We see it in the “medical experts” who lecture us on the need to be jabbed with experimental gene therapy concoctions in the name of public health while demonstrating no shame in their own incredibly unhealthy behaviours.
We see it reflected in the slew of articles that have been written in recent years attempting to demonize physical fitness and healthy lifestyles as “right wing” and “fascist”—articles with headlines like “Gym Bros More Likely to be Right-Wing Assholes, Science Confirms,” “‘Fascist fitness’: how the far right is recruiting with online gym groups,” and my personal favourite, “The White Supremacist Origins of Exercise, and 6 Other Surprising Facts About the History of U.S. Physical Fitness.”
When you begin to notice this full-court press designed to discourage health and encourage unhealthy behaviour, you see it everywhere. But why? Who has an interest in keeping you sick and unhealthy?
Again, the answer to this question isn’t difficult to figure out.
It’s the Big Food cartel—the same one that launched The Sugar Conspiracy—whose bottom line benefits from getting people addicted to high-calorie, low-nutrition processed slop.
It’s the Big Pharma cartel—the same one behind the BayerSanto monstrosity—whose bottom line benefits from keeping people in a state of perpetual unhealth and selling them pharmaceuticals that mask the symptoms of their condition.
And it’s the global “health” cartel—the same one behind the World Health Organization—whose sponsors benefit from the creation of a global health infrastructure for tagging, tracking and injecting the population of the planet.
So, here’s the real question: armed with the knowledge of this vast conspiracy to keep us unhealthy, what do we do about it?
MEHA
There’s a movement that’s gained traction in recent years. Maybe you’ve heard of it.

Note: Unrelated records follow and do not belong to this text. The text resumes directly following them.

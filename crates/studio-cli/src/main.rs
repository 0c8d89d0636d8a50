mod cmd;
mod output;
mod root;

use clap::{Parser, Subcommand};
use cmd::create::CreateArgs;
use std::path::PathBuf;

#[derive(Parser)]
#[command(
    name = "studio",
    about = "Scaffold and manage game studio projects and their agent teams",
    version,
    propagate_version = true
)]
struct Cli {
    /// Studio root (default: auto-detect from studio.yaml or .git/)
    #[arg(long, global = true, env = "STUDIO_ROOT")]
    root: Option<PathBuf>,

    /// Output as JSON
    #[arg(long, global = true, short = 'j')]
    json: bool,

    #[command(subcommand)]
    command: Commands,
}

#[derive(Subcommand)]
enum Commands {
    /// Create a new project: folders, config, documents and customized agents
    Create(CreateArgs),

    /// Show all projects, or one project in detail
    Status {
        /// Folder or display name
        project: Option<String>,
    },

    /// Mark a project active again
    Resume { project: String },

    /// Freeze a project
    Freeze {
        project: String,

        /// Why the project is being frozen
        #[arg(long)]
        reason: Option<String>,
    },

    /// Back up a project and reset it to its initial phase
    StartOver {
        project: String,

        /// Skip the confirmation prompt
        #[arg(long)]
        yes: bool,
    },

    /// Regenerate a project's agents from its current config
    Customize { project: String },
}

fn main() {
    let cli = Cli::parse();

    tracing_subscriber::fmt()
        .with_env_filter(
            tracing_subscriber::EnvFilter::from_default_env()
                .add_directive(tracing::Level::WARN.into()),
        )
        .with_target(false)
        .with_writer(std::io::stderr)
        .init();

    let root = root::resolve_root(cli.root.as_deref());

    let result = match cli.command {
        Commands::Create(args) => cmd::create::run(&root, args, cli.json),
        Commands::Status { project } => cmd::status::run(&root, project.as_deref(), cli.json),
        Commands::Resume { project } => cmd::resume::run(&root, &project, cli.json),
        Commands::Freeze { project, reason } => {
            cmd::freeze::run(&root, &project, reason.as_deref(), cli.json)
        }
        Commands::StartOver { project, yes } => {
            cmd::start_over::run(&root, &project, yes, cli.json)
        }
        Commands::Customize { project } => cmd::customize::run(&root, &project, cli.json),
    };

    if let Err(e) = result {
        eprintln!("error: {e:#}");
        std::process::exit(1);
    }
}
use serde::{Deserialize, Serialize};
use std::fmt;

// ---------------------------------------------------------------------------
// Role
// ---------------------------------------------------------------------------

/// An agent role. Purely a document identity: each role owns one base
/// template and one customized copy per project.
#[derive(Debug, Clone, Copy, PartialEq, Eq, Hash, PartialOrd, Ord, Serialize, Deserialize)]
#[serde(rename_all = "snake_case")]
pub enum Role {
    MasterOrchestrator,
    ProducerAgent,
    MarketAnalyst,
    DataScientist,
    SrGameDesigner,
    MidGameDesigner,
    MechanicsDeveloper,
    GameFeelDeveloper,
    QaAgent,
    SrGameArtist,
    TechnicalArtist,
    UiUxAgent,
}

impl Role {
    pub fn all() -> &'static [Role] {
        &[
            Role::MasterOrchestrator,
            Role::ProducerAgent,
            Role::MarketAnalyst,
            Role::DataScientist,
            Role::SrGameDesigner,
            Role::MidGameDesigner,
            Role::MechanicsDeveloper,
            Role::GameFeelDeveloper,
            Role::QaAgent,
            Role::SrGameArtist,
            Role::TechnicalArtist,
            Role::UiUxAgent,
        ]
    }

    pub fn as_str(self) -> &'static str {
        match self {
            Role::MasterOrchestrator => "master_orchestrator",
            Role::ProducerAgent => "producer_agent",
            Role::MarketAnalyst => "market_analyst",
            Role::DataScientist => "data_scientist",
            Role::SrGameDesigner => "sr_game_designer",
            Role::MidGameDesigner => "mid_game_designer",
            Role::MechanicsDeveloper => "mechanics_developer",
            Role::GameFeelDeveloper => "game_feel_developer",
            Role::QaAgent => "qa_agent",
            Role::SrGameArtist => "sr_game_artist",
            Role::TechnicalArtist => "technical_artist",
            Role::UiUxAgent => "ui_ux_agent",
        }
    }

    /// Human title: underscores become spaces, each word capitalised
    /// ("ui_ux_agent" → "Ui Ux Agent").
    pub fn title(self) -> String {
        title_case(self.as_str())
    }

    /// File name of this role's template, base or customized.
    pub fn filename(self) -> String {
        format!("{}.md", self.as_str())
    }
}

impl fmt::Display for Role {
    fn fmt(&self, f: &mut fmt::Formatter<'_>) -> fmt::Result {
        f.write_str(self.as_str())
    }
}

impl std::str::FromStr for Role {
    type Err = String;

    fn from_str(s: &str) -> Result<Self, Self::Err> {
        Role::all()
            .iter()
            .copied()
            .find(|r| r.as_str() == s)
            .ok_or_else(|| format!("unknown role: {s}"))
    }
}

/// Capitalise the first letter of every `_`/space separated word and join
/// the words with single spaces.
pub fn title_case(s: &str) -> String {
    s.split(['_', ' '])
        .filter(|w| !w.is_empty())
        .map(|w| {
            let mut chars = w.chars();
            match chars.next() {
                Some(first) => first
                    .to_uppercase()
                    .chain(chars.flat_map(char::to_lowercase))
                    .collect(),
                None => String::new(),
            }
        })
        .collect::<Vec<String>>()
        .join(" ")
}

// ---------------------------------------------------------------------------
// DevelopmentMode
// ---------------------------------------------------------------------------

#[derive(Debug, Clone, Copy, PartialEq, Eq)]
pub enum DevelopmentMode {
    Design,
    Prototype,
    Development,
}

impl DevelopmentMode {
    /// Case-insensitive. Unknown modes return `None`; callers degrade to
    /// their documented fallbacks rather than failing.
    pub fn parse(s: &str) -> Option<Self> {
        match s.trim().to_ascii_lowercase().as_str() {
            "design" => Some(DevelopmentMode::Design),
            "prototype" => Some(DevelopmentMode::Prototype),
            "development" => Some(DevelopmentMode::Development),
            _ => None,
        }
    }

    pub fn as_str(self) -> &'static str {
        match self {
            DevelopmentMode::Design => "design",
            DevelopmentMode::Prototype => "prototype",
            DevelopmentMode::Development => "development",
        }
    }
}

// ---------------------------------------------------------------------------
// TimelineClass
// ---------------------------------------------------------------------------

#[derive(Debug, Clone, Copy, PartialEq, Eq)]
pub enum TimelineClass {
    Rapid,
    Short,
    Medium,
    Long,
}

impl TimelineClass {
    pub fn parse(s: &str) -> Option<Self> {
        match s.trim().to_ascii_lowercase().as_str() {
            "rapid" => Some(TimelineClass::Rapid),
            "short" => Some(TimelineClass::Short),
            "medium" => Some(TimelineClass::Medium),
            "long" => Some(TimelineClass::Long),
            _ => None,
        }
    }

    pub fn as_str(self) -> &'static str {
        match self {
            TimelineClass::Rapid => "Rapid",
            TimelineClass::Short => "Short",
            TimelineClass::Medium => "Medium",
            TimelineClass::Long => "Long",
        }
    }
}

// ---------------------------------------------------------------------------
// EngineKind
// ---------------------------------------------------------------------------

/// The engines with curated layouts, seed files and guidance blocks.
/// Any other engine string ("TBD", "Bevy", ...) is carried verbatim and
/// falls back to the documented defaults.
#[derive(Debug, Clone, Copy, PartialEq, Eq, Hash)]
pub enum EngineKind {
    Godot,
    Unity,
    Unreal,
}

impl EngineKind {
    pub fn all() -> &'static [EngineKind] {
        &[EngineKind::Godot, EngineKind::Unity, EngineKind::Unreal]
    }

    /// Accepts both the short project name ("Unreal") and the engine
    /// config display name ("Unreal Engine"), case-insensitively.
    pub fn from_name(s: &str) -> Option<Self> {
        match s.trim().to_ascii_lowercase().as_str() {
            "godot" => Some(EngineKind::Godot),
            "unity" => Some(EngineKind::Unity),
            "unreal" | "unreal engine" => Some(EngineKind::Unreal),
            _ => None,
        }
    }

    /// Name stored in a project's config.
    pub fn project_name(self) -> &'static str {
        match self {
            EngineKind::Godot => "Godot",
            EngineKind::Unity => "Unity",
            EngineKind::Unreal => "Unreal",
        }
    }

    /// Name used by engine config files and in generated prose.
    pub fn display_name(self) -> &'static str {
        match self {
            EngineKind::Godot => "Godot",
            EngineKind::Unity => "Unity",
            EngineKind::Unreal => "Unreal Engine",
        }
    }
}

// ---------------------------------------------------------------------------
// PlatformKind
// ---------------------------------------------------------------------------

/// Platforms that carry their own art and testing guidance. "Web" and
/// "VR/AR" are valid project platforms but have no dedicated blocks.
#[derive(Debug, Clone, Copy, PartialEq, Eq, Hash)]
pub enum PlatformKind {
    Pc,
    Mobile,
    Console,
}

impl PlatformKind {
    pub fn from_name(s: &str) -> Option<Self> {
        match s.trim().to_ascii_lowercase().as_str() {
            "pc" => Some(PlatformKind::Pc),
            "mobile" => Some(PlatformKind::Mobile),
            "console" => Some(PlatformKind::Console),
            _ => None,
        }
    }
}

// ---------------------------------------------------------------------------
// Tests
// ---------------------------------------------------------------------------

It’s called “Make America Healthy Again,” or MAHA for short.
To the extent that MAHA is an authentic movement of grassroots activists working to educate people about health and encourage them to make healthier choices, it is a good thing.
To the extent that it is a political slogan cynically wielded by politicians and other grifters to burnish their credentials—or, even worse, to advance a darker, technocratic agenda—it is a bad thing.
But, like so many things in life, this is not an either/or situation. There are authentic, grassroots activists working under the MAHA label to educate people about health and encourage them to make healthier choices. And there are politicians and other grifters wielding the MAHA label to burnish their credentials and/or advance a darker, technocratic agenda.
Luckily, we are smart, savvy, educated, switched-on, independent, free-thinking human beings, and we are capable of celebrating the good things done under the name of MAHA and discarding the rest.
Admitting the COVID vaccines are deadly?
Reducing the childhood vaccine schedule?
Inverting the old, industry-driven food pyramid?
Encouraging physical activity and healthy eating and, yes, getting sunlight in the great outdoors?
These are good things.
Encouraging “wearables” and other technocratic tomfoolery in the name of “health”?
This is a bad thing.
The real point is what people are doing and what they are promoting, not what label is applied to their actions.
If there is a quibble to be made about the MAHA label, it is the obvious one: I’m not American, and neither are many of my international readers, yet many of us are interested in health. So, why not Make Everyone Healthy Again?
MEHA! Who’s with me?
...Oh, OK, I have to admit: I don’t really care what label you do or don’t apply to your lifestyle and activities. As long as you’re aware that healthy food, exercise and sunshine (in moderation, of course) are good for you and as long as you’re working toward a world that encourages health and rejects the Big Food/Big Pharma/Big Gov cartel, I’m happy to exercise right alongside you.